TOPIC

TXA11114: Discovery of an In Vivo Efficacious Efflux Pump Inhibitor (EPI) That Potentiates Levofloxacin Against Pseudomonas aeruginosa

Journal

Antibiotics

Author(s)

Rosado-Lugo, J. D., Datta, P., Altiti, A., Zhang, Y., Lu, J., Yuan, Y., & Parhi, A. K.

Year

2026

Objectives: Multidrug-resistant (MDR) Pseudomonas aeruginosa represents a major clinical challenge, driven in part by resistance–nodulation–division (RND) efflux pumps that reduce intracellular antibiotic concentrations and limit the efficacy of many antibacterial agents, including fluoroquinolones. The aim of this study was to identify and characterize TXA11114 as a small-molecule efflux pump inhibitor (EPI) capable of restoring the activity of the fluoroquinolone levofloxacin against MDR P. aeruginosa.

Methods: The antibacterial activity of the TXA11114–levofloxacin combination was evaluated using minimum inhibitory concentration (MIC) assays against panels of clinical isolates. Mechanistic studies included levofloxacin accumulation assays, ethidium bromide accumulation assays, outer-membrane permeability measurements, and whole-genome sequencing of mutants with altered potentiation phenotypes. In vivo efficacy was evaluated in murine thigh and lung infection models, while preliminary safety and drug-like properties were assessed using cytotoxicity assays and in vitro ADME profiling.

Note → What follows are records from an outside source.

use anyhow::{Context, Result};
use indexmap::IndexMap;
use localci::{
    backend::{CapabilityProber, ContainerBackend, DockerBackend},
    cli::{
        commands::{DoctorCommand, EventsCommand, JobsCommand, ListCommand, RunCommand, TestCommand},
        output::*,
        Cli, Command,
    },
    config::RunnerConfig,
    core::{trigger, RunOutcome, RunResult, WorkflowError},
    execution::{SchedulingStrategy, WorkflowEngine},
    exit_codes, logging,
    persistence::RunStateTracker,
    workspace::{self, WorkflowManager},
};
use std::path::Path;
use std::sync::Arc;
use tokio::task::JoinSet;
use tracing::error;

/// Timeout for docker host queries (version, buildx)
const HOST_QUERY_TIMEOUT_SECS: u64 = 30;

#[tokio::main]
async fn main() -> Result<()> {
    let cli = Cli::from_args();
    logging::init(cli.verbose);

    let config = cli.runner_config();

    let code = match &cli.command {
        Command::Run(cmd) => run_workflow(cmd, config).await?,
        Command::List(cmd) => list_workflows(cmd, &config)?,
        Command::Events(cmd) => list_events(cmd, &config)?,
        Command::Jobs(cmd) => list_jobs(cmd, &config)?,
        Command::Doctor(cmd) => doctor(cmd, &config).await?,
        Command::Test(cmd) => test_workflows(cmd, config).await?,
    };

    if code != exit_codes::OK {
        std::process::exit(code);
    }
    Ok(())
}

fn create_manager(
    config: RunnerConfig,
    strategy: SchedulingStrategy,
    env: IndexMap<String, String>,
    secrets: IndexMap<String, String>,
) -> WorkflowManager<DockerBackend> {
    let backend = Arc::new(DockerBackend::new(config.docker_path.clone(), config.run_timeout_secs));
    let tracker = Arc::new(RunStateTracker::new());
    let engine = WorkflowEngine::new(backend, config, tracker)
        .with_strategy(strategy)
        .with_env(env)
        .with_secrets(secrets);
    WorkflowManager::new(engine)
}

fn definition_error(e: &WorkflowError) -> i32 {
    println!("{}{}", CROSS, style(e).red());
    exit_codes::DEFINITION
}

async fn run_workflow(cmd: &RunCommand, mut config: RunnerConfig) -> Result<i32> {
    if let Some(minutes) = cmd.timeout_minutes {
        config = config.with_timeout_minutes(minutes);
    }

    let manager = create_manager(
        config,
        cmd.strategy.into_strategy(cmd.max_parallel),
        cmd.env.iter().cloned().collect(),
        cmd.secrets.iter().cloned().collect(),
    );

    if !cmd.json {
        for (key, value) in &cmd.env {
            println!("{}Env override: {} = {}", INFO, style(key).cyan(), style(value).dim());
        }
        manager
            .engine()
            .add_event_handler(|event| println!("{}", format_execution_event(&event)))
            .await;
    }

    let result = match manager.run(&cmd.workflow, &cmd.event).await {
        Ok(result) => result,
        Err(e) => return Ok(definition_error(&e)),
    };

    if cmd.json {
        let json = serde_json::to_string_pretty(&result).context("Failed to serialize run result")?;
        println!("{}", json);
    } else {
        print_run_report(&cmd.workflow, &result);
    }

    Ok(match result.outcome {
        RunOutcome::Success => exit_codes::OK,
        RunOutcome::Failure => exit_codes::FAILURE,
        RunOutcome::Skipped => exit_codes::SKIPPED,
    })
}

fn print_run_report(name: &str, result: &RunResult) {
    if !result.output.is_empty() {
        println!("{}", separator());
        println!("{}", result.output);
        println!("{}", separator());
    }
    if !result.variants.is_empty() {
        println!("{}", format_run_summary(result));
    }

    match result.outcome {
        RunOutcome::Success => println!(
            "\n{}Workflow {} completed {}",
            CHECK,
            style(name).bold(),
            style("successfully").green()
        ),
        RunOutcome::Skipped => println!(
            "\n{}Workflow {} skipped: {}",
            SKIP,
            style(name).bold(),
            result.error.as_deref().unwrap_or_default()
        ),
        RunOutcome::Failure => {
            println!("\n{}Workflow {} {}", CROSS, style(name).bold(), style("failed").red());
            error!("{}", result.error.as_deref().unwrap_or("workflow failed"));
        }
    }
}

fn list_workflows(cmd: &ListCommand, config: &RunnerConfig) -> Result<i32> {
    let dir = config.workflows_dir();
    let files = workspace::discover(&dir).context("Failed to read workflow directory")?;
    let relative: Vec<String> = files
        .iter()
        .map(|path| relative_to(path, &config.workspace))
        .collect();

    if cmd.json {
        let data = serde_json::json!({ "workflows": relative });
        println!("{}", serde_json::to_string_pretty(&data)?);
        return Ok(exit_codes::OK);
    }

    if !dir.is_dir() {
        println!(
            "No workflows found ({} directory does not exist)",
            relative_to(&dir, &config.workspace)
        );
    } else if relative.is_empty() {
        println!("No workflow files found");
    } else {
        for path in &relative {
            println!("{}", path);
        }
    }
    Ok(exit_codes::OK)
}

fn relative_to(path: &Path, base: &Path) -> String {
    path.strip_prefix(base)
        .unwrap_or(path)
        .display()
        .to_string()
}

fn load(config: &RunnerConfig, name: &str) -> Result<localci::Workflow, WorkflowError> {
    let path = workspace::resolve(&config.workflows_dir(), name)?;
    localci::Workflow::from_file(path)
}

fn list_events(cmd: &EventsCommand, config: &RunnerConfig) -> Result<i32> {
    if !cmd.declared {
        for event in trigger::KNOWN_EVENTS {
            println!("{}", event);
        }
        return Ok(exit_codes::OK);
    }

    let workflow = match load(config, &cmd.workflow) {
        Ok(workflow) => workflow,
        Err(e) => return Ok(definition_error(&e)),
    };
    for event in trigger::declared_events(&workflow) {
        println!("{}", event);
    }
    Ok(exit_codes::OK)
}

fn list_jobs(cmd: &JobsCommand, config: &RunnerConfig) -> Result<i32> {
    let workflow = match load(config, &cmd.workflow) {
        Ok(workflow) => workflow,
        Err(e) => return Ok(definition_error(&e)),
    };

    if !trigger::should_run(&workflow, &cmd.event) {
        eprintln!(
            "{}Workflow {} does not run for {}",
            WARN,
            style(&cmd.workflow).bold(),
            style(&cmd.event).cyan()
        );
    }

    for job_id in workflow.jobs.keys() {
        println!("{}", job_id);
    }
    Ok(exit_codes::OK)
}

async fn doctor(cmd: &DoctorCommand, config: &RunnerConfig) -> Result<i32> {
    let backend = Arc::new(DockerBackend::new(config.docker_path.clone(), HOST_QUERY_TIMEOUT_SECS));
    let version = backend.server_version().await;
    let prober = CapabilityProber::new(backend);
    let buildx = prober.probe_buildx().await;

    if cmd.json {
        println!("{}", serde_json::to_string_pretty(&doctor_json(&version, buildx))?);
    } else {
        println!("{}", format_doctor_report(&version, buildx));
    }
    Ok(exit_codes::OK)
}

async fn test_workflows(cmd: &TestCommand, mut config: RunnerConfig) -> Result<i32> {
    if let Some(minutes) = cmd.timeout_minutes {
        config = config.with_timeout_minutes(minutes);
    }
    let events: Vec<String> = if cmd.events.is_empty() {
        trigger::DEFAULT_TEST_EVENTS.iter().map(|e| e.to_string()).collect()
    } else {
        cmd.events.clone()
    };

    let strategy = if cmd.sequential {
        SchedulingStrategy::Sequential
    } else {
        SchedulingStrategy::Parallel
    };
    let manager = Arc::new(create_manager(
        config,
        strategy,
        IndexMap::new(),
        IndexMap::new(),
    ));
    let names = manager.names().context("Failed to discover workflows")?;
    if names.is_empty() {
        println!("{}No workflows found in {}", WARN, manager.workflows_dir().display());
        return Ok(exit_codes::OK);
    }

    let runs: Vec<(String, String)> = names
        .iter()
        .flat_map(|name| events.iter().map(move |event| (name.clone(), event.clone())))
        .collect();

    println!(
        "{}Testing {} workflow(s) for {} event(s)",
        ROCKET,
        style(names.len()).cyan(),
        style(events.len()).cyan()
    );

    let progress = create_progress_bar(runs.len());
    let mut outcomes = Vec::with_capacity(runs.len());

    if cmd.sequential {
        for (name, event) in runs {
            progress.set_message(format!("{} ({})", name, event));
            let result = manager.run(&name, &event).await;
            progress.inc(1);
            outcomes.push((name, event, result));
        }
    } else {
        let mut set = JoinSet::new();
        for (name, event) in runs {
            let manager = manager.clone();
            set.spawn(async move {
                let result = manager.run(&name, &event).await;
                (name, event, result)
            });
        }
        while let Some(joined) = set.join_next().await {
            let outcome = joined.context("Workflow task panicked")?;
            progress.set_message(format!("{} ({})", outcome.0, outcome.1));
            progress.inc(1);
            outcomes.push(outcome);
        }
        outcomes.sort_by(|a, b| (&a.0, &a.1).cmp(&(&b.0, &b.1)));
    }
    progress.finish_and_clear();

    let mut failed = 0;
    for (name, event, result) in &outcomes {
        if !matches!(result, Ok(result) if !result.failed()) {
            failed += 1;
        }
        println!("{}", format_test_run(name, event, result));
    }

    println!("{}", separator());
    println!("{}Last recorded status per workflow:", INFO);
    for record in manager.engine().tracker().snapshot().await {
        println!("  {}", format_run_record(&record));
    }

    if failed > 0 {
        println!("\n{}{} run(s) failed", CROSS, style(failed).red());
        Ok(exit_codes::FAILURE)
    } else {
        println!("\n{}All runs passed", CHECK);
        Ok(exit_codes::OK)
    }
}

Results: The TXA11114–levofloxacin combination produced > 1 log10 CFU reductions in bacterial burden in murine thigh and lung infection models, exceeding the activity of levofloxacin monotherapy. TXA11114 markedly potentiated levofloxacin activity, producing substantial reductions in levofloxacin MIC values across multiple MDR clinical isolates, and also enhanced the activity of several additional efflux pump substrates, including β-lactams, tetracyclines, chloramphenicol, and trimethoprim–sulfamethoxazole. Mechanistic experiments demonstrated increased intracellular accumulation of efflux substrates without evidence of nonspecific membrane disruption, and mutations in ompH were associated with altered potentiation phenotypes.

Conclusions: The TXA11114–levofloxacin combination produced significantly greater bacterial reductions than levofloxacin monotherapy in murine infection models. Levofloxacin was selected because fluoroquinolone resistance in P. aeruginosa is frequently driven by efflux-mediated mechanisms. While this study focused on levofloxacin potentiation, future work will evaluate additional efflux pump substrates and further define the molecular target of TXA11114.